May goodness and mercy always be your footprint.

Masked

Tension in my jaw
and I’m not sure if it’s the mask requirements
or because I’ve not said I love you;
the words stuck like gunk in a rusty hinge,
squeaks when I think of you.
I never said I love you even when
you lay outside the kitchen door at 5 something am
with your curls on the floor and hips floating.
I didn’t say I love you when I picked you up
and dumped you on the bed I didn’t say I love you when
I got you a glass of cold water – I thought about it when
you sipped and slipped into sleep with your hand on my chest
and my leg trapped between yours. I thought about it when you paused,
looked at me and said
you know I think you’re handsome don’t you
with your hand on my left cheek,
I think about it whenever I remember your belly laugh
from that dirty joke I made, the way you wheeze and forget to breathe.
I thought about it when I was in a different city exhausted by everyone else
I think about it whenever we don’t speak, like last July
I thought about it before, during and after the kiss in August;
Now September’s come too soon and like the flowers of Paris you too will be gone.
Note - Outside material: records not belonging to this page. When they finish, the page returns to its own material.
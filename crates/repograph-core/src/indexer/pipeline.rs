//! Per-file classification, parsing and extraction with Rayon-based
//! parallelism.
//!
//! Every file is an isolated unit: its outcome (including a panic inside a
//! grammar) is captured in its own `ExtractionResult` and never affects the
//! other files of the job.

use std::panic::{catch_unwind, AssertUnwindSafe};

use rayon::prelude::*;

use crate::errors::{FileParseError, ParseCategory};
use crate::indexer::filesystem::{classify, compute_content_hash, count_lines, SNIFF_BYTES};
use crate::indexer::parser::parse_source;
use crate::indexer::symbols::{extract_symbols, FileSymbols};
use crate::models::{ParseOutcome, SourceFile};

/// Raw content of one crawled file, or why it could not be read.
pub struct FileInput {
    pub path: String,
    pub content: Result<Vec<u8>, String>,
}

#[derive(Debug, Clone, Copy)]
pub struct PipelineOptions {
    pub max_file_bytes: u64,
    pub parse_timeout_ms: u64,
    pub workers: usize,
}

impl Default for PipelineOptions {
    fn default() -> Self {
        Self {
            max_file_bytes: 1024 * 1024,
            parse_timeout_ms: 5_000,
            workers: 4,
        }
    }
}

#[derive(Debug, Clone)]
pub struct ExtractionResult {
    pub file: SourceFile,
    /// Present for `ok` and `partial` outcomes.
    pub symbols: Option<FileSymbols>,
    pub error: Option<FileParseError>,
}

impl ExtractionResult {
    fn skipped(file: SourceFile, reason: &str) -> Self {
        Self {
            file: SourceFile {
                outcome: ParseOutcome::Skipped(reason.to_string()),
                ..file
            },
            symbols: None,
            error: None,
        }
    }

    fn failed(file: SourceFile, error: FileParseError) -> Self {
        Self {
            file: SourceFile {
                outcome: ParseOutcome::Failed(error.to_string()),
                ..file
            },
            symbols: None,
            error: Some(error),
        }
    }
}

/// Run `f`, turning a panic into a `panic` category parse error for `path`.
pub fn run_isolated<T, F>(path: &str, f: F) -> Result<T, FileParseError>
where
    F: FnOnce() -> Result<T, FileParseError>,
{
    match catch_unwind(AssertUnwindSafe(f)) {
        Ok(result) => result,
        Err(payload) => {
            let message = payload
                .downcast_ref::<&str>()
                .map(|s| s.to_string())
                .or_else(|| payload.downcast_ref::<String>().cloned())
                .unwrap_or_else(|| "parser panicked".to_string());
            Err(FileParseError::new(path, ParseCategory::Panic, message))
        }
    }
}

pub fn extract_file(input: &FileInput, options: &PipelineOptions) -> ExtractionResult {
    let path = input.path.as_str();
    let bytes = match &input.content {
        Ok(bytes) => bytes,
        Err(message) => {
            let file = SourceFile {
                path: path.to_string(),
                language: classify(path, None),
                content_hash: String::new(),
                size_bytes: 0,
                line_count: 0,
                outcome: ParseOutcome::Failed(String::new()),
            };
            let error = FileParseError::new(path, ParseCategory::Read, message.clone());
            tracing::warn!(path, error = %error, "file could not be read");
            return ExtractionResult::failed(file, error);
        }
    };

    let head = &bytes[..bytes.len().min(SNIFF_BYTES)];
    let language = classify(path, Some(head));
    let file = SourceFile {
        path: path.to_string(),
        language,
        content_hash: compute_content_hash(bytes),
        size_bytes: bytes.len() as u64,
        line_count: count_lines(bytes),
        outcome: ParseOutcome::Ok,
    };

    let Some(language) = language else {
        return ExtractionResult::skipped(file, "unsupported language");
    };
    if file.size_bytes > options.max_file_bytes {
        tracing::debug!(path, size = file.size_bytes, "skipping oversized file");
        return ExtractionResult::skipped(
            file,
            &format!("exceeds {} byte limit", options.max_file_bytes),
        );
    }

    let parsed = run_isolated(path, || {
        let (unit, outcome) = parse_source(path, language, bytes, options.parse_timeout_ms)?;
        Ok((extract_symbols(&unit), outcome))
    });

    match parsed {
        Ok((symbols, outcome)) => {
            if let Some(detail) = outcome.detail() {
                tracing::warn!(path, detail, "partial parse");
            } else {
                tracing::debug!(path, records = symbols.records.len(), "parsed");
            }
            ExtractionResult {
                file: SourceFile { outcome, ..file },
                symbols: Some(symbols),
                error: None,
            }
        }
        Err(error) => {
            tracing::warn!(path, category = %error.category, error = %error, "parse failed");
            ExtractionResult::failed(file, error)
        }
    }
}

/// Extract every input on a bounded pool; results keep input order.
pub fn parallel_extract(inputs: &[FileInput], options: &PipelineOptions) -> Vec<ExtractionResult> {
    if inputs.is_empty() {
        return vec![];
    }

    let pool = rayon::ThreadPoolBuilder::new()
        .num_threads(options.workers.max(1))
        .build();

    match pool {
        Ok(pool) => pool.install(|| {
            inputs
                .par_iter()
                .map(|input| extract_file(input, options))
                .collect()
        }),
        Err(err) => {
            tracing::warn!(error = %err, "falling back to sequential extraction");
            inputs
                .iter()
                .map(|input| extract_file(input, options))
                .collect()
        }
    }
}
On the one year anniversary of the death of Chadwick Boseman

(28 August, 2020, RIP)

The day Chadwick Boseman died,
I was on a train home
twitter scrolling / stopped,
went to credible sources
to double and triple check
and in the semi full carriage I wept.

I had no idea how heavy 2020 had been
but in that carriage mourning another black man,
the load was too much.
From plague to pestilence
the gun and the wild beasts that hold them,
the summer brought yet another casket.

See, we need our fantasies and our myths
we need our kings and heroes who seek justice,
who carry the weight of our vengeance
who execute divine will,
who make sure that before credits roll
the righteous have been redeemed.

I think about the Continent and her diaspora in attire,
giddy. It felt like dawn, Chadwick the star.
How many times did we rewatch with kinfolk,
two, three times. And through his pain, still a fountain of joy,
a bold bastion of bright blackness despite his battles.

I was broken that day.

Yet the sun still rises, the ancestors welcoming
with open arms and the fountain still pouring.
We will remember his light, forever.

Another case for unity in the Global South

I have never been impressed by a strawberry,
                         never been let down by plantain.
The former draped in red and sequins
dripping in mystery and gleaming with allure,
                         like most fantasies, rarely sweet.
A plantain on the other hand:
boil it, mash it, cube it, dry it, fry it,
in one unassuming raincoat proves why
the Global South should unite.
What the Europeans call exotic,
we know to be staple, to be true, to be home
regardless of root.

On the one year anniversary of the pandemic: Skin Hungry

How satiating a hug from a belovéd, like a tender sirloin steak,
how sweet, like pepsi, a lover’s kiss quenches the throat,
when unsure fingers, graze – then entwine; spaghetti bolognese w parmesan,
the spilled wine of spent time with those we call mine,
the oregano and thyme of a road trip stereo,
the slap on the back from a mate, buttered toast,
the sweaty revelry of boozy strangers at 2 am, chicken skewers
the fleeting touch of a friend in a fit of laughter, honey
even the accidental spit that flies out, sugar,
most of all, eye contact with beautiful strangers, salt
                   and when they smile back, Ben and Jerry’s cookie dough.